Helena Louise Collert: Vad skulle vi göra utan Turingmaskiner
Bachelor thesis
Time: Mon 2026-06-08 13.30 - 15.00
Location: Cramérrummet (Mötesrum 12), Albano hus 1, Vån 3
Respondent: Helena Louise Collert
Supervisor: Peter Lumsdaine
Abstract: Even though we have been using calculations for thousands of years, it is a young discipline in mathematics to understand what it actually means to be computable. Is 2 · 4 = 8? Of course! everyone except the very youngest would probably answer. But it is not obvious. The fact is that there are few self evident calculations.

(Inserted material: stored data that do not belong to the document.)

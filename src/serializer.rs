// Copyright (c) 2025, The Ruskit Authors
// MIT License
// All rights reserved.

//! # Message Serialization
//!
//! A [`Message`] knows its wire type tag; a [`Serializer`] turns messages into
//! bodies and back. The type tag travels in the message `type` property and is
//! checked by every consumer before the body is deserialized.

use crate::errors::AmqpError;
use serde::{de::DeserializeOwned, Serialize};
use tracing::error;

/// A type that can travel over the bus.
pub trait Message: Serialize + DeserializeOwned + Send + Sync + 'static {
    /// Type tag written to the `type` property. Defaults to the Rust type path.
    fn message_type() -> String {
        std::any::type_name::<Self>().to_owned()
    }
}

pub trait Serializer: Send + Sync + 'static {
    fn message_to_bytes<T: Serialize>(&self, message: &T) -> Result<Vec<u8>, AmqpError>;

    fn bytes_to_message<T: DeserializeOwned>(&self, bytes: &[u8]) -> Result<T, AmqpError>;

    fn serialize_type<T: Message>(&self) -> String {
        T::message_type()
    }
}

#[derive(Debug, Clone, Copy, Default)]
pub struct JsonSerializer;

impl Serializer for JsonSerializer {
    fn message_to_bytes<T: Serialize>(&self, message: &T) -> Result<Vec<u8>, AmqpError> {
        serde_json::to_vec(message).map_err(|err| {
            error!(error = err.to_string(), "failure to serialize payload");
            AmqpError::SerializePayloadError(err.to_string())
        })
    }

    fn bytes_to_message<T: DeserializeOwned>(&self, bytes: &[u8]) -> Result<T, AmqpError> {
        serde_json::from_slice(bytes).map_err(|err| {
            error!(error = err.to_string(), "failure to parse payload");
            AmqpError::ParsePayloadError(err.to_string())
        })
    }
}

#[cfg(test)]
mod tests {
    use super::*;
    use serde::Deserialize;

    #[derive(Debug, PartialEq, Serialize, Deserialize)]
    struct Order {
        id: u32,
    }

    impl Message for Order {}

    #[derive(Debug, PartialEq, Serialize, Deserialize)]
    struct Invoice {
        id: u32,
    }

    impl Message for Invoice {
        fn message_type() -> String {
            "billing.Invoice".to_owned()
        }
    }

    #[test]
    fn type_tags_default_to_the_type_path() {
        assert!(JsonSerializer.serialize_type::<Order>().ends_with("Order"));
        assert_eq!(JsonSerializer.serialize_type::<Invoice>(), "billing.Invoice");
    }

    #[test]
    fn rejects_malformed_bodies() {
        let err = JsonSerializer
            .bytes_to_message::<Order>(b"not json")
            .unwrap_err();
        assert!(matches!(err, AmqpError::ParsePayloadError(_)));
    }

    #[test]
    fn decodes_what_it_encodes() {
        let bytes = JsonSerializer.message_to_bytes(&Order { id: 7 }).unwrap();
        assert_eq!(bytes, br#"{"id":7}"#);
        assert_eq!(
            JsonSerializer.bytes_to_message::<Order>(&bytes).unwrap(),
            Order { id: 7 }
        );
    }
}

One calculation that everyone has been able to agree on is that after 0 comes 1 and after 1 comes 2 . . . Or not really that one either. What is agreed upon is that after a number comes a number that is 1 more than that particular number. That definition of a calculation is one of three so called Base functions forming the basis of all calculations in the entire world.. This work will try to explain how Church-Turing thesis, the very definition of what is computable, emerged. My main task is to present ONE form of computability, the theory of Partial Recursive functions. But we will also look at the λ-calculus, which form the basis of several, still current, computer languages. And for the more tangible understanding of how computability is built up we will study the URM, a simplified version of the modern computer’s predecessor, the Turing machine. I will also present two of the proofs showing that the so called Decision problem has no solution.